It’s not the size that counts…


I had an e-mail asking why someone would move from their existing 100kb operating system to Windows CE when the CE 6.0 kernel alone builds at about 300kb and the CE 6.0 image that meets the needs of the customer is about 1MB in size.

In many cases size isn’t a good metric for comparison, perhaps features and functionality may be a better comparison, of course limiting size of an embedded operating system can be important depending on the type of embedded application you are building.

Assuming that the current embedded operating system lives in the 100kb size range I wonder what capabilities it has in terms of communication support – is there any support for personal area networking (bluetooth, IrDA), local area networking (Wired/Wireless lan, IPv4, IPv6, what about secure sockets), what about wide area networking (server technologies, FTP, RAS, HTTP, and client side technologies, RDP, VPN, PPTP) – and what about higher level functionality such as media player and codecs, internet browser, what about VoIP capabilities, networked media streaming, and the list goes on. Exactly what do you get for your 100kb? – Windows CE and Windows XP Embedded are componentized operating systems, so the more features you add from the catalog of components the larger the operating system size is going to be.

Microsoft offers a range of embedded operating systems which includes .NET Micro Framework, Windows CE, Windows XP Embedded, and Windows Embedded for Point of Service – you get to pick the operating system that fits the feature set, size, real-time, and processor needs for your device.

– Mike

Comments (4)

  1. tired dev says:

    If I understand the first sentence of you post correctly, the email you received claims that whatever functionality dev in question was able to cram into 100kb image with WinCE 5.0 takes 1MB image with WinCE 6.0. Furthermore, based on the fact that you did NOT claim this dev to be wrong in your post, I conclude that footprint-wise things really ARE that bad for WinCE 6.0. Neat-o.

    To make long story short, both flash and RAM are as pricey as ever (yes they ARE if doubling your device flash/RAM capacity means your income is cut by $2-50 MILLION per year!).

    Win WinCE 5.0 MS had A KIND OF reasonable offer for "constrained" devices (~$3-5 per device plus one-time fees), provided you didn’t get burned by one of core WinCE 5.0 bugs, didn’t mind the flaky and/or buggy bundled drivers and could work around 5.0’s many severe limitations. With claimed hard-RT support, in some cases that gave 5.0 a fighting chance against Green Hills/Wind River/etc offerings – pretty much on pricing alone. If things are as bad as your post makes them look (can’t tell myself as I won’t be touching WinCE 6.0 for a while yet), MS is likely to lose that market.
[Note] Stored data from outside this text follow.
impl MockBufferData {
    pub fn as_f32(&self) -> Option<&[f32]> {
        match self {
            MockBufferData::Float32(data) => Some(data),
            _ => None,
        }
    }

    pub fn as_u32(&self) -> Option<&[u32]> {
        match self {
            MockBufferData::Uint32(data) => Some(data),
            _ => None,
        }
    }
}

/// Snapshot of the state a draw call was issued with.
#[derive(Debug, Clone)]
pub struct MockDraw {
    pub program: ProgramHandle,
    pub index_count: u32,
    pub index_buffer: Option<BufferHandle>,
    /// Enabled attributes by name, with the buffer each one sources from.
    pub attributes: Vec<(String, BufferHandle)>,
    /// Uniform values of the program at draw time, by name.
    pub uniforms: Vec<(String, UniformValue)>,
    pub viewport: Option<[i32; 4]>,
    pub blending: bool,
}

impl MockDraw {
    pub fn attribute(&self, name: &str) -> Option<BufferHandle> {
        self.attributes
            .iter()
            .find(|(attr, _)| attr == name)
            .map(|(_, buffer)| *buffer)
    }

    pub fn uniform(&self, name: &str) -> Option<UniformValue> {
        self.uniforms
            .iter()
            .find(|(uniform, _)| uniform == name)
            .map(|(_, value)| *value)
    }
}

#[derive(Debug, Default)]
struct MockProgram {
    attributes: Vec<String>,
    uniforms: Vec<String>,
    values: AHashMap<u32, UniformValue>,
}

impl MockProgram {
    fn location_of(names: &mut Vec<String>, name: &str) -> u32 {
        match names.iter().position(|n| n == name) {
            Some(index) => index as u32,
            None => {
                names.push(name.to_string());
                (names.len() - 1) as u32
            }
        }
    }
}

#[derive(Debug, Default)]
struct MockState {
    next_id: u32,
    shaders: AHashSet<ShaderHandle>,
    programs: AHashMap<ProgramHandle, MockProgram>,
    buffers: AHashMap<BufferHandle, MockBufferData>,
    bound_array: Option<BufferHandle>,
    bound_elements: Option<BufferHandle>,
    current_program: Option<ProgramHandle>,
    attrib_sources: AHashMap<u32, BufferHandle>,
    enabled_attribs: AHashSet<u32>,
    viewport: Option<[i32; 4]>,
    blending: bool,
    draws: Vec<MockDraw>,

    lost: bool,
    failing_sources: Vec<String>,
    fail_links: bool,
    hidden_names: AHashSet<String>,
}

impl MockState {
    fn next_id(&mut self) -> u32 {
        self.next_id += 1;
        self.next_id
    }

    fn bound(&self, target: BufferTarget) -> Option<BufferHandle> {
        match target {
            BufferTarget::Array => self.bound_array,
            BufferTarget::ElementArray => self.bound_elements,
        }
    }
}

/// Mock implementation of [`RasterContext`] for testing.
///
/// Every program exposes any attribute or uniform name it is asked about
/// (locations are assigned on first lookup) unless the name was hidden with
/// [`hide_name`](Self::hide_name).
///
/// # Example
///
/// ```rust
/// use glint_test_utils::{MockRasterContext, RasterContext};
///
/// let mock = MockRasterContext::new();
/// let buffer = mock.create_buffer().unwrap();
/// mock.delete_buffer(buffer);
///
/// assert_eq!(mock.count_buffer_creates(), 1);
/// assert_eq!(mock.live_buffer_count(), 0);
/// ```
#[derive(Default)]
pub struct MockRasterContext {
    calls: Mutex<Vec<RasterCall>>,
    state: Mutex<MockState>,
}

impl MockRasterContext {
    pub fn new() -> Self {
        Self::default()
    }

    // Failure injection

    /// Make every compile of a source containing `pattern` fail.
    pub fn fail_shaders_containing(&self, pattern: impl Into<String>) {
        self.state.lock().failing_sources.push(pattern.into());
    }

    /// Make every subsequent link fail.
    pub fn set_fail_links(&self, fail: bool) {
        self.state.lock().fail_links = fail;
    }

    /// Simulate device loss.
    pub fn set_lost(&self, lost: bool) {
        self.state.lock().lost = lost;
    }

    /// Report `name` as absent from every program (attribute and uniform lookups).
    pub fn hide_name(&self, name: impl Into<String>) {
        self.state.lock().hidden_names.insert(name.into());
    }

    // Assertions

    /// Get a copy of all recorded calls.
    pub fn calls(&self) -> Vec<RasterCall> {
        self.calls.lock().clone()
    }

    /// Clear recorded calls and draws (useful between test steps).
    pub fn clear_calls(&self) {
        self.calls.lock().clear();
        self.state.lock().draws.clear();
    }

    pub fn call_count(&self) -> usize {
        self.calls.lock().len()
    }

    fn count(&self, predicate: impl Fn(&RasterCall) -> bool) -> usize {
        self.calls.lock().iter().filter(|call| predicate(call)).count()
    }

    pub fn count_draws(&self) -> usize {
        self.count(|call| matches!(call, RasterCall::DrawElements { .. }))
    }

    pub fn count_clears(&self) -> usize {
        self.count(|call| matches!(call, RasterCall::Clear(_)))
    }

    pub fn count_buffer_creates(&self) -> usize {
        self.count(|call| matches!(call, RasterCall::CreateBuffer(_)))
    }

    pub fn count_buffer_deletes(&self) -> usize {
        self.count(|call| matches!(call, RasterCall::DeleteBuffer(_)))
    }

    pub fn count_program_links(&self) -> usize {
        self.count(|call| matches!(call, RasterCall::LinkProgram { program: Some(_) }))
    }

    /// Buffers created and not yet deleted.
    pub fn live_buffer_count(&self) -> usize {
        self.state.lock().buffers.len()
    }

    pub fn live_program_count(&self) -> usize {
        self.state.lock().programs.len()
    }

    pub fn buffer_contents(&self, buffer: BufferHandle) -> Option<MockBufferData> {
        self.state.lock().buffers.get(&buffer).cloned()
    }

    /// Snapshots of all draws since the last [`clear_calls`](Self::clear_calls).
    pub fn draws(&self) -> Vec<MockDraw> {
        self.state.lock().draws.clone()
    }

    fn record(&self, call: RasterCall) {
        self.calls.lock().push(call);
    }
}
And no, not EVERY device out there needs RDP, IPv6 and media player with WMV codecs.

    Time to dump the "CE" line and concentrate on "Windows Mobile"?

  2. mikehall says:

    hang on a second – I think you are mis-reading the post.

    The e-mail I recieved was asking about moving from an in-house operaitng system that builds at around 100kb but has limited functionality – the question was why they should consider moving to Windows CE from their home grown operating system.

    Windows CE 5.0 kernel builds are about 300kb, Windows CE 6.0 kernel builds are also about 300kb – size really hasn’t increased between CE 5.0 and CE 6.0.

    Of course we provide more functionality with each new release, in the form of operating system components, if you want to include these new features in your operating system image then this will of course impact the overall footprint of the operating system because you are adding new functionality.

    – Mike

  3. tired dev says:

    Oops. Sorry, Mike, looks like I indeed misread your post – I somehow assumed the guy was moving from WinCE 5.0. Must have been tired, or something… 😉

    But I’m afraid that doesn’t take away from the point I was trying to make in my post, which is that way too often (more often than not?) it IS the size that counts.

    Claiming support for everything + kitchen sink in one’s [whatever OS]-based device is  cute, but it’s a game of "he who dies with the most dollar bills stuffed under the mattress wins", and fat BOMs lead to skinny margins. I think you know that just as well as I do…

    I’m not saying that there’s no market for Maybachs, I’m just saying that the billions are made elsewhere.

    Sheers.

  4. mikehall says:

    Claiming support for everything + kitchen sink is fine is "one size" (pun intended) fits all. In the case of Windows CE the operating system is componentized, this means that you can start with the 300kb kernel and only add the functionality that you need.

    In fact, there may be a number of factors to take into consideration for your device design – off the shelf hardware, compatability with existing applications and drivers may be important for your design – on the other hand building a custom board that only contains the hardware components that you need and generating a small footprint customized operating system may also be important.

    That’s why there’s a series of operating systems to choose from, starting from the .NET Micro Framework (400kb all up but with limited funcationality) through Windows CE that scales from 300kb through to about 18MB depending on which operating system features you need and Windows XP Embedded that starts at about 40MB and scales up to a full XP Pro install but is also perhaps one of the fastest ways to bring a device to market.

    Size can be important for some (but not all) embedded designs.